**WORK INSTRUCTIONS**
Your answer should consist of the lines in the following data that contain "AlertRecord".

==== RECORDS SUPPLIED ====

#![allow(dead_code)]
use std::time::SystemTime;

use anyhow::Result;
use async_trait::async_trait;
use libsql::{Row, params};
use serde_json::Value;
use uuid::Uuid;

use super::models::{
    AlertRecord, CheckRecord, ErrorRecord, MailRelayConfig, Service, i64_to_timestamp,
    timestamp_to_i64,
};
use crate::pool::{LibsqlManager, LibsqlPool};

/// Persistence interface consumed by the monitoring core and exposed to
/// the administrative layer.
#[async_trait]
pub trait Database: Send + Sync {
    /// List every registered service.
    async fn list_services(&self) -> Result<Vec<Service>>;

    async fn get_service(&self, uuid: Uuid) -> Result<Option<Service>>;

    /// Insert or update a service, returning its rowid.
    async fn save_service(&self, service: &Service) -> Result<i64>;

    async fn delete_service(&self, uuid: Uuid) -> Result<()>;

    /// Append a check record, returning its rowid.
    async fn save_check(&self, record: &CheckRecord) -> Result<i64>;

    /// Most recent checks for a service, newest first.
    async fn recent_checks(&self, service_uuid: Uuid, limit: usize) -> Result<Vec<CheckRecord>>;

    /// Checks no older than `since`, newest first, capped at `limit`.
    async fn checks_in_window(
        &self,
        service_uuid: Uuid,
        since: SystemTime,
        limit: usize,
    ) -> Result<Vec<CheckRecord>>;

    /// The check appended immediately before the given rowid.
    async fn previous_check(
        &self,
        service_uuid: Uuid,
        before_id: i64,
    ) -> Result<Option<CheckRecord>>;

    /// Append an alert record, returning its rowid.
    async fn save_alert(&self, record: &AlertRecord) -> Result<i64>;

    /// Most recent alert of any kind for a service.
    async fn latest_alert(&self, service_uuid: Uuid) -> Result<Option<AlertRecord>>;

    async fn recent_alerts(&self, service_uuid: Uuid, limit: usize) -> Result<Vec<AlertRecord>>;

    /// Append an internal fault note.
    async fn record_error(&self, message: &str) -> Result<()>;

    async fn recent_errors(&self, limit: usize) -> Result<Vec<ErrorRecord>>;

    /// The singleton mail relay configuration, if one has been saved.
    async fn mail_relay_config(&self) -> Result<Option<MailRelayConfig>>;

    async fn save_mail_relay_config(&self, config: &MailRelayConfig) -> Result<()>;
}

/// LibSQL-backed repository.
pub struct LibsqlRepository {
    pool: LibsqlPool,
}

impl LibsqlRepository {
    pub fn new(pool: LibsqlPool) -> Self {
        Self { pool }
    }

    async fn get_conn(&self) -> Result<deadpool::managed::Object<LibsqlManager>> {
        Ok(self.pool.get().await?)
    }
}

const SERVICE_COLUMNS: &str = "id, uuid, name, kind, target, check_frequency_minutes, \
     retry_threshold, grace_period_minutes, alert_email, created_at, updated_at";

const CHECK_COLUMNS: &str = "id, service_uuid, timestamp, status, latency_ms, detail";

const ALERT_COLUMNS: &str = "id, service_uuid, timestamp, kind, detail";

fn service_from_row(row: &Row) -> Result<Service> {
    let uuid: String = row.get(1)?;
    Ok(Service {
        id: Some(row.get(0)?),
        uuid: Uuid::parse_str(&uuid)?,
        name: row.get(2)?,
        kind: row.get::<String>(3)?.parse()?,
        target: row.get(4)?,
        check_frequency_minutes: row.get::<i64>(5)? as u32,
        retry_threshold: row.get::<i64>(6)? as u32,
        grace_period_minutes: row.get::<i64>(7)? as u32,
        alert_email: row.get(8)?,
        created_at: i64_to_timestamp(row.get(9)?),
        updated_at: i64_to_timestamp(row.get(10)?),
    })
}

fn check_from_row(row: &Row) -> Result<CheckRecord> {
    let uuid: String = row.get(1)?;
    Ok(CheckRecord {
        id: Some(row.get(0)?),
        service_uuid: Uuid::parse_str(&uuid)?,
        timestamp: i64_to_timestamp(row.get(2)?),
        status: row.get::<String>(3)?.parse()?,
        latency_ms: row.get::<Option<i64>>(4)?.map(|v| v as u64),
        detail: detail_from_column(row.get(5)?),
    })
}

fn alert_from_row(row: &Row) -> Result<AlertRecord> {
    let uuid: String = row.get(1)?;
    Ok(AlertRecord {
        id: Some(row.get(0)?),
        service_uuid: Uuid::parse_str(&uuid)?,
        timestamp: i64_to_timestamp(row.get(2)?),
        kind: row.get::<String>(3)?.parse()?,
        detail: detail_from_column(row.get(4)?),
    })
}

fn detail_from_column(raw: Option<String>) -> Value {
    raw.and_then(|s| serde_json::from_str(&s).ok()).unwrap_or(Value::Null)
}

#[async_trait]
impl Database for LibsqlRepository {
    async fn list_services(&self) -> Result<Vec<Service>> {
        let conn = self.get_conn().await?;
        let mut stmt =
            conn.prepare(&format!("SELECT {SERVICE_COLUMNS} FROM services ORDER BY id")).await?;

        let mut rows = stmt.query(()).await?;
        let mut services = Vec::new();
        while let Some(row) = rows.next().await? {
            services.push(service_from_row(&row)?);
        }

        Ok(services)
    }

    async fn get_service(&self, uuid: Uuid) -> Result<Option<Service>> {
        let conn = self.get_conn().await?;
        let mut stmt =
            conn.prepare(&format!("SELECT {SERVICE_COLUMNS} FROM services WHERE uuid = ?")).await?;

        let mut rows = stmt.query(params![uuid.to_string()]).await?;
        match rows.next().await? {
            Some(row) => Ok(Some(service_from_row(&row)?)),
            None => Ok(None),
        }
    }

    async fn save_service(&self, service: &Service) -> Result<i64> {
        let conn = self.get_conn().await?;
        let created_at = timestamp_to_i64(service.created_at);
        let updated_at = timestamp_to_i64(service.updated_at);

        if let Some(id) = service.id {
            conn.execute(
                "UPDATE services SET name = ?, kind = ?, target = ?, \
                 check_frequency_minutes = ?, retry_threshold = ?, grace_period_minutes = ?, \
                 alert_email = ?, updated_at = ? WHERE id = ?",
                params![
                    service.name.clone(),
                    service.kind.as_str(),
                    service.target.clone(),
                    service.check_frequency_minutes as i64,
                    service.retry_threshold as i64,
                    service.grace_period_minutes as i64,
                    service.alert_email.clone(),
                    updated_at,
                    id
                ],
            )
            .await?;
            Ok(id)
        } else {
            conn.execute(
                "INSERT INTO services (uuid, name, kind, target, check_frequency_minutes, \
                 retry_threshold, grace_period_minutes, alert_email, created_at, updated_at) \
                 VALUES (?, ?, ?, ?, ?, ?, ?, ?, ?, ?)",
                params![
                    service.uuid.to_string(),
                    service.name.clone(),
                    service.kind.as_str(),
                    service.target.clone(),
                    service.check_frequency_minutes as i64,
                    service.retry_threshold as i64,
                    service.grace_period_minutes as i64,
                    service.alert_email.clone(),
                    created_at,
                    updated_at
                ],
            )
            .await?;

            Ok(conn.last_insert_rowid())
        }
    }

    async fn delete_service(&self, uuid: Uuid) -> Result<()> {
        let conn = self.get_conn().await?;

        // Check and alert rows go with it via ON DELETE CASCADE.
        conn.execute("DELETE FROM services WHERE uuid = ?", params![uuid.to_string()]).await?;
        Ok(())
    }

    async fn save_check(&self, record: &CheckRecord) -> Result<i64> {
        let conn = self.get_conn().await?;

        conn.execute(
            "INSERT INTO checks (service_uuid, timestamp, status, latency_ms, detail) \
             VALUES (?, ?, ?, ?, ?)",
            params![
                record.service_uuid.to_string(),
                timestamp_to_i64(record.timestamp),
                record.status.as_str(),
                record.latency_ms.map(|v| v as i64),
                record.detail.to_string()
            ],
        )
        .await?;

        Ok(conn.last_insert_rowid())
    }

    async fn recent_checks(&self, service_uuid: Uuid, limit: usize) -> Result<Vec<CheckRecord>> {
        let conn = self.get_conn().await?;
        let mut stmt = conn
            .prepare(&format!(
                "SELECT {CHECK_COLUMNS} FROM checks WHERE service_uuid = ? \
                 ORDER BY timestamp DESC, id DESC LIMIT ?"
            ))
            .await?;

        let mut rows = stmt.query(params![service_uuid.to_string(), limit as i64]).await?;
        let mut records = Vec::new();
        while let Some(row) = rows.next().await? {
            records.push(check_from_row(&row)?);
        }

        Ok(records)
    }

    async fn checks_in_window(
        &self,
        service_uuid: Uuid,
        since: SystemTime,
        limit: usize,
    ) -> Result<Vec<CheckRecord>> {
        let conn = self.get_conn().await?;
        let mut stmt = conn
            .prepare(&format!(
                "SELECT {CHECK_COLUMNS} FROM checks WHERE service_uuid = ? AND timestamp >= ? \
                 ORDER BY timestamp DESC, id DESC LIMIT ?"
            ))
            .await?;

        let mut rows = stmt
            .query(params![service_uuid.to_string(), timestamp_to_i64(since), limit as i64])
            .await?;
        let mut records = Vec::new();
        while let Some(row) = rows.next().await? {
            records.push(check_from_row(&row)?);
        }

        Ok(records)
    }

    async fn previous_check(
        &self,
        service_uuid: Uuid,
        before_id: i64,
    ) -> Result<Option<CheckRecord>> {
        let conn = self.get_conn().await?;
        let mut stmt = conn
            .prepare(&format!(
                "SELECT {CHECK_COLUMNS} FROM checks WHERE service_uuid = ? AND id < ? \
                 ORDER BY id DESC LIMIT 1"
            ))
            .await?;

        let mut rows = stmt.query(params![service_uuid.to_string(), before_id]).await?;
        match rows.next().await? {
            Some(row) => Ok(Some(check_from_row(&row)?)),
            None => Ok(None),
        }
    }

    async fn save_alert(&self, record: &AlertRecord) -> Result<i64> {
        let conn = self.get_conn().await?;

        conn.execute(
            "INSERT INTO alerts (service_uuid, timestamp, kind, detail) VALUES (?, ?, ?, ?)",
            params![
                record.service_uuid.to_string(),
                timestamp_to_i64(record.timestamp),
                record.kind.as_str(),
                record.detail.to_string()
            ],
        )
        .await?;

        Ok(conn.last_insert_rowid())
    }

    async fn latest_alert(&self, service_uuid: Uuid) -> Result<Option<AlertRecord>> {
        let conn = self.get_conn().await?;
        let mut stmt = conn
            .prepare(&format!(
                "SELECT {ALERT_COLUMNS} FROM alerts WHERE service_uuid = ? \
                 ORDER BY timestamp DESC, id DESC LIMIT 1"
            ))
            .await?;

        let mut rows = stmt.query(params![service_uuid.to_string()]).await?;
        match rows.next().await? {
            Some(row) => Ok(Some(alert_from_row(&row)?)),
            None => Ok(None),
        }
    }

    async fn recent_alerts(&self, service_uuid: Uuid, limit: usize) -> Result<Vec<AlertRecord>> {
        let conn = self.get_conn().await?;
        let mut stmt = conn
            .prepare(&format!(
                "SELECT {ALERT_COLUMNS} FROM alerts WHERE service_uuid = ? \
                 ORDER BY timestamp DESC, id DESC LIMIT ?"
            ))
            .await?;

        let mut rows = stmt.query(params![service_uuid.to_string(), limit as i64]).await?;
        let mut records = Vec::new();
        while let Some(row) = rows.next().await? {
            records.push(alert_from_row(&row)?);
        }

        Ok(records)
    }

    async fn record_error(&self, message: &str) -> Result<()> {
        let conn = self.get_conn().await?;

        conn.execute(
            "INSERT INTO errors (timestamp, message) VALUES (?, ?)",
            params![timestamp_to_i64(SystemTime::now()), message],
        )
        .await?;

        Ok(())
    }

    async fn recent_errors(&self, limit: usize) -> Result<Vec<ErrorRecord>> {
        let conn = self.get_conn().await?;
        let mut stmt = conn
            .prepare(
                "SELECT id, timestamp, message FROM errors ORDER BY timestamp DESC, id DESC \
                 LIMIT ?",
            )
            .await?;

        let mut rows = stmt.query(params![limit as i64]).await?;
        let mut records = Vec::new();
        while let Some(row) = rows.next().await? {
            records.push(ErrorRecord {
                id: Some(row.get(0)?),
                timestamp: i64_to_timestamp(row.get(1)?),
                message: row.get(2)?,
            });
        }

        Ok(records)
    }

    async fn mail_relay_config(&self) -> Result<Option<MailRelayConfig>> {
        let conn = self.get_conn().await?;
        let mut rows = conn
            .query(
                "SELECT host, port, username, password, from_email, use_tls \
                 FROM mail_relay_config WHERE id = 1",
                (),
            )
            .await?;

        match rows.next().await? {
            Some(row) => Ok(Some(MailRelayConfig {
                host: row.get(0)?,
                port: row.get::<i64>(1)? as u16,
                username: row.get(2)?,
                password: row.get(3)?,
                from_email: row.get(4)?,
                use_tls: row.get::<i64>(5)? != 0,
            })),
            None => Ok(None),
        }
    }

    async fn save_mail_relay_config(&self, config: &MailRelayConfig) -> Result<()> {
        let conn = self.get_conn().await?;

        conn.execute(
            "INSERT OR REPLACE INTO mail_relay_config \
             (id, host, port, username, password, from_email, use_tls) \
             VALUES (1, ?, ?, ?, ?, ?, ?)",
            params![
                config.host.clone(),
                config.port as i64,
                config.username.clone(),
                config.password.clone(),
                config.from_email.clone(),
                if config.use_tls { 1 } else { 0 }
            ],
        )
        .await?;

        Ok(())
    }
}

====

**EXERCISE OUTPUT**
    AlertRecord, CheckRecord, ErrorRecord, MailRelayConfig, Service, i64_to_timestamp,
    async fn save_alert(&self, record: &AlertRecord) -> Result<i64>;
    async fn latest_alert(&self, service_uuid: Uuid) -> Result<Option<AlertRecord>>;
    async fn recent_alerts(&self, service_uuid: Uuid, limit: usize) -> Result<Vec<AlertRecord>>;
fn alert_from_row(row: &Row) -> Result<AlertRecord> {
    Ok(AlertRecord {
    async fn save_alert(&self, record: &AlertRecord) -> Result<i64> {
    async fn latest_alert(&self, service_uuid: Uuid) -> Result<Option<AlertRecord>> {
    async fn recent_alerts(&self, service_uuid: Uuid, limit: usize) -> Result<Vec<AlertRecord>> {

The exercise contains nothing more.